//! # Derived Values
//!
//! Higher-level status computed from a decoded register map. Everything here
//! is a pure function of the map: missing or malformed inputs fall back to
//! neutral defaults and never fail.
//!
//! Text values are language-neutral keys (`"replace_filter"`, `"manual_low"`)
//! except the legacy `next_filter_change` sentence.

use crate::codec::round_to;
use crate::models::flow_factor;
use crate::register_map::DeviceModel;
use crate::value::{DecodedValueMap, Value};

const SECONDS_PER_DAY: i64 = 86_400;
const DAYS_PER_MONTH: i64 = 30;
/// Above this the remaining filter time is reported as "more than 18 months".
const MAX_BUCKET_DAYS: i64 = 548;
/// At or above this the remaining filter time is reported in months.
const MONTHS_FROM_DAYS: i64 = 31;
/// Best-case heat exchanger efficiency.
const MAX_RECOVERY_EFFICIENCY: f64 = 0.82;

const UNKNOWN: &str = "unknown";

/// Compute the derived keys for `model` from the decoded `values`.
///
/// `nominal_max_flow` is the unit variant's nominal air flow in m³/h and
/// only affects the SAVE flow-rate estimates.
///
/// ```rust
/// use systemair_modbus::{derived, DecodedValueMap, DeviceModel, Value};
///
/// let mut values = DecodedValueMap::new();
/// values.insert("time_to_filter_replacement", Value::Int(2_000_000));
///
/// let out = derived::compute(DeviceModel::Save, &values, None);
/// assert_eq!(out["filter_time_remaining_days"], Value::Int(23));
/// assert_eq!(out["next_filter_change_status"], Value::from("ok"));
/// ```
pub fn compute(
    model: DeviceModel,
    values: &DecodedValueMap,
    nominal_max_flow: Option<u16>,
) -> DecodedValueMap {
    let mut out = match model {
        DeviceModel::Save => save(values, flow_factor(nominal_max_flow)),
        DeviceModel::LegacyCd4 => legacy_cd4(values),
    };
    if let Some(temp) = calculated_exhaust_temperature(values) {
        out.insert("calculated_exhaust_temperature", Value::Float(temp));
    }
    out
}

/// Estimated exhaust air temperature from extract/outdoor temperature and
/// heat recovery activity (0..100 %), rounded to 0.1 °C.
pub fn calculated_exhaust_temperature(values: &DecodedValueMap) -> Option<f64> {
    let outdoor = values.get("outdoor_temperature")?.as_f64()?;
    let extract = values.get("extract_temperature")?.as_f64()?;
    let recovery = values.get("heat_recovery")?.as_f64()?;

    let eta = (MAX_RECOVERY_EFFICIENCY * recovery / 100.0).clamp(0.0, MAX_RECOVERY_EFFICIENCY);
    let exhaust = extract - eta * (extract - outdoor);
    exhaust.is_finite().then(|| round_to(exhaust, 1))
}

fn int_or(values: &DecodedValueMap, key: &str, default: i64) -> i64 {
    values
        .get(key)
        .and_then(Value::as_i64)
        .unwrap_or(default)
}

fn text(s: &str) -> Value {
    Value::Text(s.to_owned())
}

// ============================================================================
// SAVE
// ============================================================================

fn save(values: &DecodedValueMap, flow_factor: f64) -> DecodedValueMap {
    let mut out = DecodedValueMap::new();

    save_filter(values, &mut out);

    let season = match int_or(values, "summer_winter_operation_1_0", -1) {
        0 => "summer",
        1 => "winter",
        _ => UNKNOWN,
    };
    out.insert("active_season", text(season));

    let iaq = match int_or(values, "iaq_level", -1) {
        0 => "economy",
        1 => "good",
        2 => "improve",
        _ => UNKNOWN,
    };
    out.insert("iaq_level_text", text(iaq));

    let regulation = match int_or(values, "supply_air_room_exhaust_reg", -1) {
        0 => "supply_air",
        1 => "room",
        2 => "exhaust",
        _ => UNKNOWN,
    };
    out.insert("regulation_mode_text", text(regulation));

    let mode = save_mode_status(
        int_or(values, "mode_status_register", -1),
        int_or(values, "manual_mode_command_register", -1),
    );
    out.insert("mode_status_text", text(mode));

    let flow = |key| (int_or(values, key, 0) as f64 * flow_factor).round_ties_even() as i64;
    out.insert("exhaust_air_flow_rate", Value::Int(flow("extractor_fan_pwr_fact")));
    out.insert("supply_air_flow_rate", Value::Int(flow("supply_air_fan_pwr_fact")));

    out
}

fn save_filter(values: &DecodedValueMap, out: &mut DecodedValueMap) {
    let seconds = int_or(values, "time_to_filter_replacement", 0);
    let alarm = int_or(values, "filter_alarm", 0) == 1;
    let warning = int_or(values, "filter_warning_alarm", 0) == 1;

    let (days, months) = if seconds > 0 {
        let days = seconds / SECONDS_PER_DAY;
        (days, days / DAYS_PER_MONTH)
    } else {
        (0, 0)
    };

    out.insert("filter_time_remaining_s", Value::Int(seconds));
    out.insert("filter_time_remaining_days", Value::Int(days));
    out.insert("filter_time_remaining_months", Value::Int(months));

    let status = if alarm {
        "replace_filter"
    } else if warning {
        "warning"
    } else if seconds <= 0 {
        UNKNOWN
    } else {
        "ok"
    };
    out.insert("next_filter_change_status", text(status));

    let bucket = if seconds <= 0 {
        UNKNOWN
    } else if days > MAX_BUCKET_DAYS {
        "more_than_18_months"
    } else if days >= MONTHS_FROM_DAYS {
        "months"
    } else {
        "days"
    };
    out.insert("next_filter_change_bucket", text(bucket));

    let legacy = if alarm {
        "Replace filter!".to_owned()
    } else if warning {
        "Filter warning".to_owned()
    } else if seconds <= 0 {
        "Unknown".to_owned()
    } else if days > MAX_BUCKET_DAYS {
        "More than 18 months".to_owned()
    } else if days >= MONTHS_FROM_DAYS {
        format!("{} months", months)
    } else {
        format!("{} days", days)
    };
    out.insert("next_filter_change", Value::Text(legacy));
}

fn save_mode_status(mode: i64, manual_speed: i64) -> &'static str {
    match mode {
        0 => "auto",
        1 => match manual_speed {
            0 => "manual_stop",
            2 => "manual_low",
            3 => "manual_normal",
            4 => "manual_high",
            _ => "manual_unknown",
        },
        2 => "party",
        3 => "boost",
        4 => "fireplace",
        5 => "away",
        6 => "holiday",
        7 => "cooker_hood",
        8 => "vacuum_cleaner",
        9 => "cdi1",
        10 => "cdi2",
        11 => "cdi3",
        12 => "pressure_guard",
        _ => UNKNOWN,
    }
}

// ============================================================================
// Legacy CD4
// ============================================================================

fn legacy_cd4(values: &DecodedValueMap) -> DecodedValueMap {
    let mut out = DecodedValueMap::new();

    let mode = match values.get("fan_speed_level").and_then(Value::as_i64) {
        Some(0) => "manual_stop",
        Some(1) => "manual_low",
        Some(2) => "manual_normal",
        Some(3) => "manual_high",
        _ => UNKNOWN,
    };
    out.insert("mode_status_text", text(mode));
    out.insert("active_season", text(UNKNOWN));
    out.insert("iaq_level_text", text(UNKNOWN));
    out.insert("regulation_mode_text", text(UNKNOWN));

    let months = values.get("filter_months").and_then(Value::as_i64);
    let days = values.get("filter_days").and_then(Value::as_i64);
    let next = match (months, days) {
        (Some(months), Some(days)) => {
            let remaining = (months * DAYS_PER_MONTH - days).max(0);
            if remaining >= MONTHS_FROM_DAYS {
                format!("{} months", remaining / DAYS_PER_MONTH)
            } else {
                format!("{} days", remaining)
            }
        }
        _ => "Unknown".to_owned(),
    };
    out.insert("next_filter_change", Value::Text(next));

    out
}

---

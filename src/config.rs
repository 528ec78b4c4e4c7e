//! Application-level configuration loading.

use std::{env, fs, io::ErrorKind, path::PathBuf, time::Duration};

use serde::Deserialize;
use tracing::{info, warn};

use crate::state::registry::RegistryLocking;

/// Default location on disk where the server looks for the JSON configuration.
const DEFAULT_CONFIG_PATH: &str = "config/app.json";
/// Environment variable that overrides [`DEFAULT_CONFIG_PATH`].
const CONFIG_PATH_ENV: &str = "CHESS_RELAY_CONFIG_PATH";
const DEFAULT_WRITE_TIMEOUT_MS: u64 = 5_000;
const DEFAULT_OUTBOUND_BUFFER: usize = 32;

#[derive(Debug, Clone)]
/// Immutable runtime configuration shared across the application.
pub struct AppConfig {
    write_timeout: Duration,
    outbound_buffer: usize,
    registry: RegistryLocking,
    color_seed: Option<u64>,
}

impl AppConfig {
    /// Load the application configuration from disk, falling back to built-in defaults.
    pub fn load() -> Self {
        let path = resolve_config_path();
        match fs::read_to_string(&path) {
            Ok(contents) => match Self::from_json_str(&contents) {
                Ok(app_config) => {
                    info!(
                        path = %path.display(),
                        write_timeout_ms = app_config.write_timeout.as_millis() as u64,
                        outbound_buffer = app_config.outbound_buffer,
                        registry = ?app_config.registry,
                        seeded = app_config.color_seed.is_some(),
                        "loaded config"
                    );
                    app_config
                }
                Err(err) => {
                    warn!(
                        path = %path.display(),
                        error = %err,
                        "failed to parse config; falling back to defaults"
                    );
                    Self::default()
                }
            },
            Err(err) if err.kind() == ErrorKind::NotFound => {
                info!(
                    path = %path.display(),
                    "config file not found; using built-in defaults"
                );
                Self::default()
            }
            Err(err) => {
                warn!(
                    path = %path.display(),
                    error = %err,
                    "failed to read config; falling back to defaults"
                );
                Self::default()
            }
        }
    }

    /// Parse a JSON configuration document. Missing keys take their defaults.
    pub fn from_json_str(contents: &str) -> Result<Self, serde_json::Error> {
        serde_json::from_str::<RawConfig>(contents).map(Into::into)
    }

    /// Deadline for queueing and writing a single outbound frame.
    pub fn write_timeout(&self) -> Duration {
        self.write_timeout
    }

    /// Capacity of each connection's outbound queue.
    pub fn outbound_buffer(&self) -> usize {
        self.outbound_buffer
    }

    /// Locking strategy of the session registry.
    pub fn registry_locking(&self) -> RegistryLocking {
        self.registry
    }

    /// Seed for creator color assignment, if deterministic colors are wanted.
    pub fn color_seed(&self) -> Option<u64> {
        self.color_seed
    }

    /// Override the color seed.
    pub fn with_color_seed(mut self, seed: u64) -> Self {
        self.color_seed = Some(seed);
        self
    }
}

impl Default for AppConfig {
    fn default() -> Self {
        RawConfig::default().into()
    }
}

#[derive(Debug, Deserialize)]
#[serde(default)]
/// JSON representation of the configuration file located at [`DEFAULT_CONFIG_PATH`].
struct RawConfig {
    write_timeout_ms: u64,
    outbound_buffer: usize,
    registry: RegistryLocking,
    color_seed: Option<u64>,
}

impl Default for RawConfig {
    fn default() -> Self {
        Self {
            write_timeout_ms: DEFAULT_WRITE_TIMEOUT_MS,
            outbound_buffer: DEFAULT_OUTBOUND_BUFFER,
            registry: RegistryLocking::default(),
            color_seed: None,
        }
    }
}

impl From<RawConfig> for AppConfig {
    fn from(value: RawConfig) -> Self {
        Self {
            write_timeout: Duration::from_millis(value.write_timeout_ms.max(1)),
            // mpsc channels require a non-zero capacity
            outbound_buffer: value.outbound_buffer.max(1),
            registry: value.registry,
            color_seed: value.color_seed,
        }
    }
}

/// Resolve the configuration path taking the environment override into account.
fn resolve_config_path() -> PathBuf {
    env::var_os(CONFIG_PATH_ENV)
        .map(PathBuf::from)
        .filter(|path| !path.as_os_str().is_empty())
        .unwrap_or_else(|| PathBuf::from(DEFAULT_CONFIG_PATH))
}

** ABOUT THIS TASK **
Taking the entries above, write out exactly each line from the one holding "Text values are" to the one holding "const MAX_RECOVERY_EFFICIENCY: f64 = 0.82;", both included, and stop there.

** ANSWER SPACE **
//! Text values are language-neutral keys (`"replace_filter"`, `"manual_low"`)
//! except the legacy `next_filter_change` sentence.

use crate::codec::round_to;
use crate::models::flow_factor;
use crate::register_map::DeviceModel;
use crate::value::{DecodedValueMap, Value};

const SECONDS_PER_DAY: i64 = 86_400;
const DAYS_PER_MONTH: i64 = 30;
/// Above this the remaining filter time is reported as "more than 18 months".
const MAX_BUCKET_DAYS: i64 = 548;
/// At or above this the remaining filter time is reported in months.
const MONTHS_FROM_DAYS: i64 = 31;
/// Best-case heat exchanger efficiency.
const MAX_RECOVERY_EFFICIENCY: f64 = 0.82;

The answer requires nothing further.